MATERIAL SUPPLIED:
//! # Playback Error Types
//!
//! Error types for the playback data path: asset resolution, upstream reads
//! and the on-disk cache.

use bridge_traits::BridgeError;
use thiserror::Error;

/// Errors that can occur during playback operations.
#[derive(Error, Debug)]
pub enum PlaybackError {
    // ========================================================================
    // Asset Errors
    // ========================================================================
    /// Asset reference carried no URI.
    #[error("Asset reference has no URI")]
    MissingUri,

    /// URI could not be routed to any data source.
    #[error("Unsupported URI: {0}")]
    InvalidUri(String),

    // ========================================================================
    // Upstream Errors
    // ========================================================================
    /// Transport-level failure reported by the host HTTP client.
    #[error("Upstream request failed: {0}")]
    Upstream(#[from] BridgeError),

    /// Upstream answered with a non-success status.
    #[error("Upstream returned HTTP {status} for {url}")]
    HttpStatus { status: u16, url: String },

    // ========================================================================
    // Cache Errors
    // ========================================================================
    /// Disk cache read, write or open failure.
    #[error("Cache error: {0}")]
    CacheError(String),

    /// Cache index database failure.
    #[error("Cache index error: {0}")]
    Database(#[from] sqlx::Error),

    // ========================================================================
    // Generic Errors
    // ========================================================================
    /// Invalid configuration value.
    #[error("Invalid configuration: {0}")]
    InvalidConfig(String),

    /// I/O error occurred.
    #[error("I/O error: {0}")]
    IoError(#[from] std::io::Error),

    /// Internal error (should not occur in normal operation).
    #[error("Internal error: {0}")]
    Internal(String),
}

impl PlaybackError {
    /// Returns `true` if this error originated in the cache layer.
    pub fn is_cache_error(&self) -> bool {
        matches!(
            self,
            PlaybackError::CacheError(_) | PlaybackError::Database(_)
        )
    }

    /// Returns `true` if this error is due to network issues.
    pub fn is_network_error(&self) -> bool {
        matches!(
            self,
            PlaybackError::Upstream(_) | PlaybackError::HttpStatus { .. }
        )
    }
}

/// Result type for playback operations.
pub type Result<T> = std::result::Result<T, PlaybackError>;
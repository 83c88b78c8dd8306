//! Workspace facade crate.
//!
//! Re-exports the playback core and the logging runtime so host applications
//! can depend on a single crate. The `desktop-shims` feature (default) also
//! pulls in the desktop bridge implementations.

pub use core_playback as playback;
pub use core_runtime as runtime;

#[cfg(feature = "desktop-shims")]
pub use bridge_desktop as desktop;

WHAT YOU ARE ASKED TO DO: A line qualifies when it holds the word "CacheError"; report all qualifying lines from the records above.

REPLY:
    CacheError(String),
            PlaybackError::CacheError(_) | PlaybackError::Database(_)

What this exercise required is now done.